You can call selectRecordsAsync() from a view instead of a table to get only the records in the view. If you want a different method of filtering, you need to do the filtering yourself after you get the records.
++1 on pulling from a view. Additionally, you can add the fields you want to pull in between the parentheses of selectRecordsAsync() so it looks like selectRecordsAsync({fields:['Field Name 1', 'Field Name 2']) This will only pull those fields from the table. It helps because if your table’s huge you’re not pulling more than you need.
I have the same question as Rory and I don’t think it was answered. We need to be able to create filtered subsets (without using an existing view) and that is what this function offers i.e. one-off views. However the documentation examples don’t use this function. Please explain how we create dynamic views and filtered subsets in script.
I have the same question as Rory and I don’t think it was answered. We need to be able to create filtered subsets (without using an existing view) and that is what this function offers i.e. one-off views. However the documentation examples don’t use this function. Please explain how we create dynamic views and filtered subsets in script.
It was answered. The only way to get a subset of the records in a table is with a predefined view. Otherwise you need to filter the records in your code after you get all the records.
Could you please provide an example using RecordQueryResult?
A record query results is what you get when you perform selectRecordsAsync. Which records are the query results depends on how the query results was created. If the query results was created by running selectRecordsAsync on a table, it contains all the records in the table. If the query results was created by running selectRecordsAsync on a view, it contains only the records in the view. If you are building a custom app, there are also other ways of obtaining a query result.
Sure wish there was a “filter” key just like we have “fields” and “sorts”. That would solve this issue and bring a lot of efficiency. Or do it just like it’s done with the HTTP API.
I’m currently looping through all the records I have returned to find stuff. Sure wouldn’t mind learning a better way!
Sure wish there was a “filter” key just like we have “fields” and “sorts”. That would solve this issue and bring a lot of efficiency. Or do it just like it’s done with the HTTP API.
I’m currently looping through all the records I have returned to find stuff. Sure wouldn’t mind learning a better way!
For what it’s worth, JavaScript’s for…of performance is off the charts and always has been, not sure how you’d define “better” hah.
But having Views pretty much eliminated the need for robust filtering on my end.
For what it’s worth, JavaScript’s for…of performance is off the charts and always has been, not sure how you’d define “better” hah.
But having Views pretty much eliminated the need for robust filtering on my end.
Indeed, views provide a very powerful way to scope and optimize access to data. However, they cannot be dynamically altered to achieve what I consider hyper-performance in script processes.

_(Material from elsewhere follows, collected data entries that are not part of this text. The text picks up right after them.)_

use std::sync::Arc;
use std::time::Duration;
use anyhow::{anyhow, bail};
use tokio::io::AsyncWriteExt;
use tokio::task::JoinSet;
use tokio::time::timeout;
use tracing::{debug, trace, warn};

use crate::config::TunnelConfig;
use crate::net::{BoxStream, Connector};
use crate::protocol::initiator_handshake;

type Attempt = (String, anyhow::Result<BoxStream>);

/// Opens a transport connection for a session: races all candidates, and performs the
///  handshake on the winner. The caller still has to send the replay request.
pub async fn establish(connector: Arc<dyn Connector>, candidates: &[String], config: &TunnelConfig, identity: &str) -> anyhow::Result<BoxStream> {
    let mut stream = race_candidates(connector, candidates, config.connect_timeout).await?;

    match timeout(config.handshake_timeout, initiator_handshake(&mut stream, &config.protocol_id, identity)).await {
        Ok(result) => result?,
        Err(_) => bail!("handshake did not complete within {:?}", config.handshake_timeout),
    }
    Ok(stream)
}

/// Connects to all candidates concurrently and returns the first connection that is
///  established. Connections completing after that are closed in the background.
pub async fn race_candidates(connector: Arc<dyn Connector>, candidates: &[String], connect_timeout: Duration) -> anyhow::Result<BoxStream> {
    let mut attempts: JoinSet<Attempt> = JoinSet::new();
    for candidate in candidates {
        let connector = connector.clone();
        let candidate = candidate.clone();
        attempts.spawn(async move {
            let result = match timeout(connect_timeout, connector.connect(&candidate)).await {
                Ok(result) => result,
                Err(_) => Err(anyhow!("no connection within {:?}", connect_timeout)),
            };
            (candidate, result)
        });
    }

    while let Some(joined) = attempts.join_next().await {
        match joined {
            Ok((candidate, Ok(stream))) => {
                debug!("connected to {}", candidate);
                if !attempts.is_empty() {
                    tokio::spawn(close_late_connections(attempts));
                }
                return Ok(stream);
            }
            Ok((candidate, Err(e))) => debug!("connecting to {} failed: {}", candidate, e),
            Err(e) => warn!("connection attempt did not complete: {}", e),
        }
    }

    bail!("none of the tunnel servers {:?} could be reached", candidates)
}

async fn close_late_connections(mut attempts: JoinSet<Attempt>) {
    while let Some(joined) = attempts.join_next().await {
        if let Ok((candidate, Ok(mut stream))) = joined {
            trace!("closing late connection to {}", candidate);
            let _ = stream.shutdown().await;
        }
    }
}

Here’s an example…
Imagine a table (a) with a view and when a record enters that view, search another table (b) that has 45,000 records in it for a single matching key so that a linkage can be established in (a) to (b).
I’m not an expert in all manners of Airtable scripting, but I think the only way to do this is to iterate across the 45000 records in table (b) to locate the record ID such that the linkage can be updated in table (a). Ironically, searching for discussions about this place me in the commentary mix here. And even then, I’m not sure I expressed the issues succinctly or even know what I was talking about.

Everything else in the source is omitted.